(Collected data)
********
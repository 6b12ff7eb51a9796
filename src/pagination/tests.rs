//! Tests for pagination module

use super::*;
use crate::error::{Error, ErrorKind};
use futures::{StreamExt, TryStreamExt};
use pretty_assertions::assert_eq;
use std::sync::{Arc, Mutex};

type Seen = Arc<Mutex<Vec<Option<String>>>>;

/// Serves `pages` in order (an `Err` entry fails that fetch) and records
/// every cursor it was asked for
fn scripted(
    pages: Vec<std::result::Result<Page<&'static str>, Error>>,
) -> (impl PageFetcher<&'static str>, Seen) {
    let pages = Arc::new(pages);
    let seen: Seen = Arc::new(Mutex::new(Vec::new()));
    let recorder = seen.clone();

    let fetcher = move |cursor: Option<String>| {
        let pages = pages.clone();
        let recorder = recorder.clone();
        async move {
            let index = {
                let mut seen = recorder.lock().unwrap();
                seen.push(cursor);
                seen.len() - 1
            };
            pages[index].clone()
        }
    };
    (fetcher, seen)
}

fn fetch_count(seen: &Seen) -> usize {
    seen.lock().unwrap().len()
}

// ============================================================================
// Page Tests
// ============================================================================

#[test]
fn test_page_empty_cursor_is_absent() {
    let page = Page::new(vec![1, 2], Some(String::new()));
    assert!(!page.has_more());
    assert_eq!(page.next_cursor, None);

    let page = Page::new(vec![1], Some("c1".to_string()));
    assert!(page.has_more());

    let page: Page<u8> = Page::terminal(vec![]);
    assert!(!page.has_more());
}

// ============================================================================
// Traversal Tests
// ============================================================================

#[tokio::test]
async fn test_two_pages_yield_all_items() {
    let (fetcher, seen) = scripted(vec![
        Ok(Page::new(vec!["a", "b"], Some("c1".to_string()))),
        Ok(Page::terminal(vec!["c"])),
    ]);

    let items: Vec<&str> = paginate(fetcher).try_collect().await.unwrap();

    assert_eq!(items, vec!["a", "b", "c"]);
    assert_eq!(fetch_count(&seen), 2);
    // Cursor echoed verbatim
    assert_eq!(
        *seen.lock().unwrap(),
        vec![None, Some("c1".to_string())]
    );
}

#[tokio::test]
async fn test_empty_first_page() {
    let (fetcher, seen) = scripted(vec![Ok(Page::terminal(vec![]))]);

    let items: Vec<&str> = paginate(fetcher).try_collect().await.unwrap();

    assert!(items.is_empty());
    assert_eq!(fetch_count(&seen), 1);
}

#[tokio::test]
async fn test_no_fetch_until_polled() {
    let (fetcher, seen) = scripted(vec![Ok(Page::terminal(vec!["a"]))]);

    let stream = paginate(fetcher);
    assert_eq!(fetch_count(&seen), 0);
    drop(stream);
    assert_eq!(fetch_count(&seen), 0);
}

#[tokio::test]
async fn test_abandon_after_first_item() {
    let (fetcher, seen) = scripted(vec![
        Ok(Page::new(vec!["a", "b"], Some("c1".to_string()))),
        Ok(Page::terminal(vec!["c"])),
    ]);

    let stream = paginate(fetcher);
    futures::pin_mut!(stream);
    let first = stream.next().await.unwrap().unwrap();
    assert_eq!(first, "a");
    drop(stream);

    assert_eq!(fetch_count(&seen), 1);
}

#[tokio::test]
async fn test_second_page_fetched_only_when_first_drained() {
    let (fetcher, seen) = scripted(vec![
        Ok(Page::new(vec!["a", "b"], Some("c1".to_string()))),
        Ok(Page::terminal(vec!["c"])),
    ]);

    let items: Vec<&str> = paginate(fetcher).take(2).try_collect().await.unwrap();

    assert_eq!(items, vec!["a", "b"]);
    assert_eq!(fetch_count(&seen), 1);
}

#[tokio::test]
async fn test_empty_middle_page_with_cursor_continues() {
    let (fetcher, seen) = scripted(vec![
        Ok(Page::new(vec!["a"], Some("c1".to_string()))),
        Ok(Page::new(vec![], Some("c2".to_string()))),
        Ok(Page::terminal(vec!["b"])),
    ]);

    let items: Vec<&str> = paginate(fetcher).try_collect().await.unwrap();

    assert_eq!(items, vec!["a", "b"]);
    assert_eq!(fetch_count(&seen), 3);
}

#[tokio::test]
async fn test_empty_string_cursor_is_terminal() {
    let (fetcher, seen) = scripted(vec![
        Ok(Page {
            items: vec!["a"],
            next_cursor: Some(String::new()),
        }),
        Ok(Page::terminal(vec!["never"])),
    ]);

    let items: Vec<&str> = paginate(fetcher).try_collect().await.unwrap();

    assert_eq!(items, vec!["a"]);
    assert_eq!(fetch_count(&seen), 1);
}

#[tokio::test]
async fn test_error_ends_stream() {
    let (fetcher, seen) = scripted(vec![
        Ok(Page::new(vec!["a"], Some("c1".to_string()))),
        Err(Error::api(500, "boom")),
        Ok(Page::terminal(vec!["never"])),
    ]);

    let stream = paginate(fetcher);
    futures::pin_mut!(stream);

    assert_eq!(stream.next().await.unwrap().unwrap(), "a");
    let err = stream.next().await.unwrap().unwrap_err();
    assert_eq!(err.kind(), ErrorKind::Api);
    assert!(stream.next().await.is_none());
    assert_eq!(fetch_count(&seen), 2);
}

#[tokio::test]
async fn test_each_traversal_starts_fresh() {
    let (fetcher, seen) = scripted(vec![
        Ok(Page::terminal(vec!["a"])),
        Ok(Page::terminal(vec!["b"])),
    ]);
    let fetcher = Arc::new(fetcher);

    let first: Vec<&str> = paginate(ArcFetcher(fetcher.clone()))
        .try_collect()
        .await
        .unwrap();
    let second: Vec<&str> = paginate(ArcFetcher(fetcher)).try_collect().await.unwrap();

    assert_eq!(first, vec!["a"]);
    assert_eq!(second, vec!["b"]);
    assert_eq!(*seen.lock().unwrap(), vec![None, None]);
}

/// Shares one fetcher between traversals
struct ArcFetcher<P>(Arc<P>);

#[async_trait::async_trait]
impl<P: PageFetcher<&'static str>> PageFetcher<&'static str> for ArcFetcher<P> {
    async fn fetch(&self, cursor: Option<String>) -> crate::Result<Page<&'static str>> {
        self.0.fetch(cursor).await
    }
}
********
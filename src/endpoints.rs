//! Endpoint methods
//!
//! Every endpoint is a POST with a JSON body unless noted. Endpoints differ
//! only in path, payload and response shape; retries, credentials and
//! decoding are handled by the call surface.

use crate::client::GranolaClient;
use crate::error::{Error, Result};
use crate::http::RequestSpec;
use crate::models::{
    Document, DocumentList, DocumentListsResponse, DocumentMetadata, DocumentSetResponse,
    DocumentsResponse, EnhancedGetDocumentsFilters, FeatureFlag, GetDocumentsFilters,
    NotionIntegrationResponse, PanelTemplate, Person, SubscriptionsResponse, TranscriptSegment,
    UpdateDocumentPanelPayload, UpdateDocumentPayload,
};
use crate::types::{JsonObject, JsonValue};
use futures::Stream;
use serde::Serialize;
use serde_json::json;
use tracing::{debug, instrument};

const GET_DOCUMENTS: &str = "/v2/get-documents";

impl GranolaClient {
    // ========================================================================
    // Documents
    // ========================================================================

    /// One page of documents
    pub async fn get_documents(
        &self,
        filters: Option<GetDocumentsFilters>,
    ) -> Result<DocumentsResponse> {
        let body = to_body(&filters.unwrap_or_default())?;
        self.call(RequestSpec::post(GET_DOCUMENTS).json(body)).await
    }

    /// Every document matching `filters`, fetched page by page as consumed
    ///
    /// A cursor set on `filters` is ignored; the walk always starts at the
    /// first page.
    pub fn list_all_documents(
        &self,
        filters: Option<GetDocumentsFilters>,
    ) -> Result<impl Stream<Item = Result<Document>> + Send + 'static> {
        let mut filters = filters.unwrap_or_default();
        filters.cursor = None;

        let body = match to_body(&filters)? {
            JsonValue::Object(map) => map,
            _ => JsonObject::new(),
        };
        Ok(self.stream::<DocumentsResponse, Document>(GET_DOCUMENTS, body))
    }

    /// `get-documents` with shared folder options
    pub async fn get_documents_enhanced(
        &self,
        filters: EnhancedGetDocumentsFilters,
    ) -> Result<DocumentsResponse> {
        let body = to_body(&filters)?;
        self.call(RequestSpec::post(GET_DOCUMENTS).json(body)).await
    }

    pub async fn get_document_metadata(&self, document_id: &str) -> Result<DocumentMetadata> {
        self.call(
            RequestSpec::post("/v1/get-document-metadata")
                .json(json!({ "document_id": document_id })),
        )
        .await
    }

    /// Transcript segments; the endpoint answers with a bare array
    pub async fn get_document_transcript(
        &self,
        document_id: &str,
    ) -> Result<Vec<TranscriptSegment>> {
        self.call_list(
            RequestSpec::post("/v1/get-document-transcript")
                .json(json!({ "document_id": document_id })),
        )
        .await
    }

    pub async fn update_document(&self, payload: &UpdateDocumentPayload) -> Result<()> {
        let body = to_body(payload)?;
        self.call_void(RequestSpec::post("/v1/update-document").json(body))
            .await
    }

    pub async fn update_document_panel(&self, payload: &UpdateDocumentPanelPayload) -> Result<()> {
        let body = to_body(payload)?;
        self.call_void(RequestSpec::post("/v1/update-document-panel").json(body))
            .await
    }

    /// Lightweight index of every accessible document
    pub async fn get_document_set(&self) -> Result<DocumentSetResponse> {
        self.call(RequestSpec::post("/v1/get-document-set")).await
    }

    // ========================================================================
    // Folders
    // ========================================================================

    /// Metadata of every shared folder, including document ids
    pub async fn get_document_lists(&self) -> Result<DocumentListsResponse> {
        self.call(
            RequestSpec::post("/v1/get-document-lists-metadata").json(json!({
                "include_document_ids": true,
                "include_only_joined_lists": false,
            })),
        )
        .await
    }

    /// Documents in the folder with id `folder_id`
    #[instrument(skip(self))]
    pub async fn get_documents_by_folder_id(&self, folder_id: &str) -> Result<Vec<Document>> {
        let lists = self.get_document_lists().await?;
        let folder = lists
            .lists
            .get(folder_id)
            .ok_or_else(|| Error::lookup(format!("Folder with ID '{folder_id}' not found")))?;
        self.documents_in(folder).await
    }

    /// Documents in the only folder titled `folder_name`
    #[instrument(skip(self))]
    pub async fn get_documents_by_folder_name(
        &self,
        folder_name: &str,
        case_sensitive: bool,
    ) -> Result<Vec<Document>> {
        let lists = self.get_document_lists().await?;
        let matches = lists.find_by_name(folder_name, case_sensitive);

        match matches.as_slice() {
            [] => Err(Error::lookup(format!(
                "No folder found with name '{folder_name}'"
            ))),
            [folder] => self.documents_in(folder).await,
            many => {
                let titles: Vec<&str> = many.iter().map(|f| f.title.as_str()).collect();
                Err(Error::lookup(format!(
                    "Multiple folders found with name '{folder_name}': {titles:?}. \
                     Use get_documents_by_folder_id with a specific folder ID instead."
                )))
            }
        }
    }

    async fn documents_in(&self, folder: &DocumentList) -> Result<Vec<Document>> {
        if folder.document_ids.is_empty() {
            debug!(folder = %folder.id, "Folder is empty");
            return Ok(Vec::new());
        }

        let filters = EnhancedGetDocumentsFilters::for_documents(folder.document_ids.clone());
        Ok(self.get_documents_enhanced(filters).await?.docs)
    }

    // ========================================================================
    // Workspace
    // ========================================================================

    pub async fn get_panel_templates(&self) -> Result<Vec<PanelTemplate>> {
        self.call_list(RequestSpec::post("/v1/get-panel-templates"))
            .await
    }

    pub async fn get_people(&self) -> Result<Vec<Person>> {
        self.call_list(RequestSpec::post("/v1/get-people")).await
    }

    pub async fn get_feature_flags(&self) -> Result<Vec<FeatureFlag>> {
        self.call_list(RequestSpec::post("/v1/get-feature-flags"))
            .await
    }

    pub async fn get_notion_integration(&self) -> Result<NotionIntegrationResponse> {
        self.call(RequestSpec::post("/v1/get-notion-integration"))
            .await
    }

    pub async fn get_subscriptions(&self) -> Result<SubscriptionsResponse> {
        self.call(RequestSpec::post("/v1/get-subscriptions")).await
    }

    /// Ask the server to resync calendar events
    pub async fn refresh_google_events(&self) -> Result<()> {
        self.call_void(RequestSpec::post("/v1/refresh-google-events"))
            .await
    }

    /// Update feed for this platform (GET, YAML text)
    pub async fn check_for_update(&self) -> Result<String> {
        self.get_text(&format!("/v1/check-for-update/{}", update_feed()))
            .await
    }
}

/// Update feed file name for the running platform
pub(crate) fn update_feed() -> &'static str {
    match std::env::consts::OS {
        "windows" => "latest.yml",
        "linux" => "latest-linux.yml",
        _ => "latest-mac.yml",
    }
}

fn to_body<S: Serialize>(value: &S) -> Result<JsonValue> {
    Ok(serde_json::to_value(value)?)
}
********
> _TO DO_: A copy of each line above that holds the word "pagination" is the expected answer.

> _RESULT OF THIS TASK_:
filename src/pagination/tests.rs
//! Tests for pagination module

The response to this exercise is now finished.